Certamente o nosso jogador hipotético, após mais um resultado “coroa”, irá se auto justificar usando sua incompreensão matemática como prova de que estava certo – mesmo que o resultado não tenha comprovado sua certeza. E pior, se tiver oportunidade da centésima-segunda jogada, irá apostar novamente pelo mesmo motivo que o resultado será “coroa”.

Mas o que interessa isso para os profissionais do compliance?

Antes de mais nada, um programa de compliance não nasce no plano do homem ideal e de exigências éticas próprias para santos. Um programa de compliance nasce da concretude da empresa e de seus funcionários, considerando cada um deles na sua individualidade.
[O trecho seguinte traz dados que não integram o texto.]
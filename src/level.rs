use serde::{Deserialize, Serialize};
use std::fmt;

/// Alternation depths at which a term is constrained, separately for the
/// existential and the universal side. `None` means the term is not
/// constrained on that side.
#[derive(PartialEq, Eq, Copy, Clone, Debug, Default, Hash, Serialize, Deserialize)]
pub struct Level {
    pub exists: Option<u32>,
    pub forall: Option<u32>,
}

fn join(a: Option<u32>, b: Option<u32>) -> Option<u32> {
    match (a, b) {
        (None, x) | (x, None) => x,
        (Some(a), Some(b)) => Some(a.max(b)),
    }
}

impl Level {
    pub fn unbounded() -> Level {
        Level::default()
    }

    /// The level of a variable bound in the quantifier block at `depth`,
    /// even depths are existential and odd depths universal.
    pub fn of_block(depth: u32) -> Level {
        if depth % 2 == 0 {
            Level {
                exists: Some(depth),
                forall: None,
            }
        } else {
            Level {
                exists: None,
                forall: Some(depth),
            }
        }
    }

    /// Component-wise join, the unbounded side is the identity.
    pub fn merge(&mut self, other: &Level) {
        self.exists = join(self.exists, other.exists);
        self.forall = join(self.forall, other.forall);
    }

    pub fn merged(mut self, other: &Level) -> Level {
        self.merge(other);
        self
    }

    /// The deepest depth on either side, `None` if both are unbounded.
    pub fn max(&self) -> Option<u32> {
        join(self.exists, self.forall)
    }

    pub fn is_unbounded(&self) -> bool {
        self.max().is_none()
    }

    /// Index of the predicate bucket a term with this level is filed in.
    pub fn bucket(&self) -> usize {
        self.max().unwrap_or(0) as usize
    }
}

impl fmt::Display for Level {
    fn fmt(&self, f: &mut fmt::Formatter) -> fmt::Result {
        let show = |depth: Option<u32>| match depth {
            None => String::from("-"),
            Some(d) => d.to_string(),
        };
        write!(f, "({},{})", show(self.exists), show(self.forall))
    }
}

#[cfg(test)]
mod tests {

    use super::*;

    fn sample() -> Vec<Level> {
        let mut levels = vec![Level::unbounded()];
        for e in &[None, Some(0), Some(2), Some(4)] {
            for a in &[None, Some(1), Some(3)] {
                levels.push(Level {
                    exists: *e,
                    forall: *a,
                });
            }
        }
        levels
    }

    #[test]
    fn merge_is_commutative_associative_idempotent() {
        let levels = sample();
        for a in &levels {
            assert_eq!(a.merged(a), *a);
            assert_eq!(a.merged(&Level::unbounded()), *a);
            for b in &levels {
                assert_eq!(a.merged(b), b.merged(a));
                for c in &levels {
                    assert_eq!(a.merged(b).merged(c), a.merged(&b.merged(c)));
                }
            }
        }
    }

    #[test]
    fn merge_takes_deepest_depth() {
        let mut level = Level::of_block(0);
        level.merge(&Level::of_block(3));
        level.merge(&Level::of_block(2));
        assert_eq!(level.exists, Some(2));
        assert_eq!(level.forall, Some(3));
        assert_eq!(level.max(), Some(3));
        assert_eq!(level.bucket(), 3);
        assert_eq!(format!("{}", level), "(2,3)");
    }

    #[test]
    fn unbounded_level_is_filed_at_zero() {
        let level = Level::unbounded();
        assert!(level.is_unbounded());
        assert_eq!(level.max(), None);
        assert_eq!(level.bucket(), 0);
        assert_eq!(format!("{}", level), "(-,-)");
    }
}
José Ortega y Gasset, filósofo espanhol, já alertava que “eu sou eu e minha circunstância”, ou seja, nenhum de nós é um ser absolutamente dissociado do seu meio e da sua história.

Assim, se não se pode conhecer o íntimo da alma humana, um bom programa de compliance vai considerar as diversas circunstâncias que propiciam decisões erradas por parte de todos as pessoas relacionadas com a empresa e especialmente o risco de que haja uma escalada irracional desses equívocos. Para isso é essencial compreender para se elaborar um programa de compliance todo o processo decisório interno, suas alçadas e responsabilidades.

Conhecer os diversos viéses cognitivos é essencial para uma atuação inteligente em qualquer área de relacionamento humano. Esse é um assunto muito interessante e pretendo voltar a falar deles aqui em meu blog.